She paused to light a cigarette, cupping the flame in gnarled hands. Her fingernails were dirty and chewed down to the skin. She didn’t ask if I minded.

“Where are you going?” I said as I pulled out into traffic.

“I’m looking for a date,” she said.

I was busy watching the cars ahead, too busy to focus on what she was saying. “What are you looking for?”

“A date. I’m looking for a date.”

I’m slow, in the sense that my brain seems to work slower than other people’s brains. I hear slowly. People say things and I have no idea what they’re talking about. Don’t tell me a joke. Five minutes later, I get it. It’s a common thing with me.

I puzzled over what she’d said. So she was out in the rain, looking for her date. Maybe he had ditched her, stood her up. Now she planned to… what? Find him?

Well, I wasn’t about to drive around looking for him. I wanted no part of that. I had things to do.

“You lost your date?” I said.

She turned and stared at me. We were stopped at a red light. I looked at her. I almost asked how old she was, but she talked first. She spoke in slow motion, so even someone like me could understand.

“A blowjob date,” she said.

“What?”

“I’m looking,” she said, even slower this time, because now she realized she was dealing with an imbecile, “for a blowjob date. Is it you?”

I sort of laughed. It was more of a snort. “You want to give me a blowjob?”

“Exactly. Not for free, but pretty cheap.” She nodded to herself. “You’ll like it.”

I looked at her again, really seeing her for the first time. I couldn’t begin to guess at her age. And I couldn’t think of much to say.

“You were hitchhiking.”

She shrugged and smiled. “That’s what I do.”
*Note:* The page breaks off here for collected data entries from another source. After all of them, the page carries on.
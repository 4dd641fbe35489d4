//! In-memory storage, for tests and for corpora that never touch disk.

use std::io::{Cursor, Read, Write};
use std::sync::Arc;

use ahash::AHashMap;
use parking_lot::Mutex;

use crate::error::Result;
use crate::storage::traits::{Storage, StorageError, StorageInput, StorageOutput};

type FileMap = Arc<Mutex<AHashMap<String, Box<[u8]>>>>;

/// Files kept in a shared map.
///
/// Written data becomes visible when the output is closed or dropped.
#[derive(Debug, Default)]
pub struct MemoryStorage {
    files: FileMap,
}

impl MemoryStorage {
    pub fn new() -> Self {
        Self::default()
    }

    pub fn file_count(&self) -> usize {
        self.files.lock().len()
    }

    /// Overwrite a stored file's bytes directly.
    pub fn put_file(&self, name: &str, data: Vec<u8>) {
        self.files
            .lock()
            .insert(name.to_string(), data.into_boxed_slice());
    }

    /// Copy out a stored file's bytes.
    pub fn file_bytes(&self, name: &str) -> Result<Vec<u8>> {
        self.files
            .lock()
            .get(name)
            .map(|data| data.to_vec())
            .ok_or_else(|| StorageError::FileNotFound(name.to_string()).into())
    }
}

impl Storage for MemoryStorage {
    fn open_input(&self, name: &str) -> Result<Box<dyn StorageInput>> {
        let data = self.file_bytes(name)?;
        let size = data.len() as u64;
        Ok(Box::new(MemoryInput {
            cursor: Cursor::new(data),
            size,
        }))
    }

    fn create_output(&self, name: &str) -> Result<Box<dyn StorageOutput>> {
        Ok(Box::new(MemoryOutput {
            name: name.to_string(),
            buffer: Vec::new(),
            files: Arc::clone(&self.files),
            committed: false,
        }))
    }

    fn list_files(&self) -> Result<Vec<String>> {
        let mut names: Vec<String> = self.files.lock().keys().cloned().collect();
        names.sort();
        Ok(names)
    }

    fn rename_file(&self, old_name: &str, new_name: &str) -> Result<()> {
        let mut files = self.files.lock();
        let data = files
            .remove(old_name)
            .ok_or_else(|| StorageError::FileNotFound(old_name.to_string()))?;
        files.insert(new_name.to_string(), data);
        Ok(())
    }
}

#[derive(Debug)]
pub struct MemoryInput {
    cursor: Cursor<Vec<u8>>,
    size: u64,
}

impl Read for MemoryInput {
    fn read(&mut self, buf: &mut [u8]) -> std::io::Result<usize> {
        self.cursor.read(buf)
    }
}

impl StorageInput for MemoryInput {
    fn size(&self) -> Result<u64> {
        Ok(self.size)
    }
}

#[derive(Debug)]
pub struct MemoryOutput {
    name: String,
    buffer: Vec<u8>,
    files: FileMap,
    committed: bool,
}

impl MemoryOutput {
    fn commit(&mut self) {
        let data = std::mem::take(&mut self.buffer).into_boxed_slice();
        self.files.lock().insert(self.name.clone(), data);
        self.committed = true;
    }
}

impl Write for MemoryOutput {
    fn write(&mut self, buf: &[u8]) -> std::io::Result<usize> {
        if self.committed {
            return Err(std::io::Error::other(format!(
                "{} is already closed",
                self.name
            )));
        }
        self.buffer.extend_from_slice(buf);
        Ok(buf.len())
    }

    fn flush(&mut self) -> std::io::Result<()> {
        Ok(())
    }
}

impl StorageOutput for MemoryOutput {
    fn close(&mut self) -> Result<()> {
        if !self.committed {
            self.commit();
        }
        Ok(())
    }
}

impl Drop for MemoryOutput {
    fn drop(&mut self) {
        if !self.committed {
            self.commit();
        }
    }
}

#[cfg(test)]
mod tests {
    use super::*;

    #[test]
    fn test_write_visible_after_close() {
        let storage = MemoryStorage::new();

        let mut output = storage.create_output("a.bin").unwrap();
        output.write_all(&[1, 2, 3]).unwrap();
        assert_eq!(storage.file_count(), 0);
        output.close().unwrap();

        assert_eq!(storage.file_bytes("a.bin").unwrap(), vec![1, 2, 3]);

        let mut input = storage.open_input("a.bin").unwrap();
        assert_eq!(input.size().unwrap(), 3);
        let mut buffer = Vec::new();
        input.read_to_end(&mut buffer).unwrap();
        assert_eq!(buffer, vec![1, 2, 3]);
    }

    #[test]
    fn test_write_after_close_fails() {
        let storage = MemoryStorage::new();
        let mut output = storage.create_output("a.bin").unwrap();
        output.close().unwrap();
        assert!(output.write_all(b"late").is_err());
    }

    #[test]
    fn test_drop_commits() {
        let storage = MemoryStorage::new();
        {
            let mut output = storage.create_output("dropped.txt").unwrap();
            output.write_all(b"kept").unwrap();
        }
        assert_eq!(storage.file_bytes("dropped.txt").unwrap(), b"kept".to_vec());
    }

    #[test]
    fn test_rename_and_list() {
        let storage = MemoryStorage::new();
        storage.put_file("b", vec![0]);
        storage.put_file("a", vec![0, 0]);

        assert_eq!(storage.list_files().unwrap(), vec!["a", "b"]);

        storage.rename_file("a", "b").unwrap();
        assert_eq!(storage.list_files().unwrap(), vec!["b"]);
        assert_eq!(storage.file_bytes("b").unwrap(), vec![0, 0]);
        assert!(storage.rename_file("missing", "d").is_err());
    }
}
Thoughts flooded my mind. It was like complex math. Blowjobs, money, promises made, promises broken, undercover cops and diseases, all added up, subtracted, divided and multiplied by the square root of sweet nothing. In a few seconds I had my answer.

“No thanks.”

Now that I finally got it, I acted. I didn’t ask any more questions. I didn’t try to tell her about Jesus, or about serial killers. Maybe I should have. Instead, I pulled the car over to the side, reached across her and opened the passenger door. She didn’t move. It was raining harder now. 

"Get out." I said.

“What?” she said.

“Get out of the car.”

“Really? You’re sure?”

“Oh yeah.”

She slid out into the cold, dirty, New England rain, and I drove away. When I glanced in the rearview mirror, she was still there, standing on the corner. She already had her thumb out.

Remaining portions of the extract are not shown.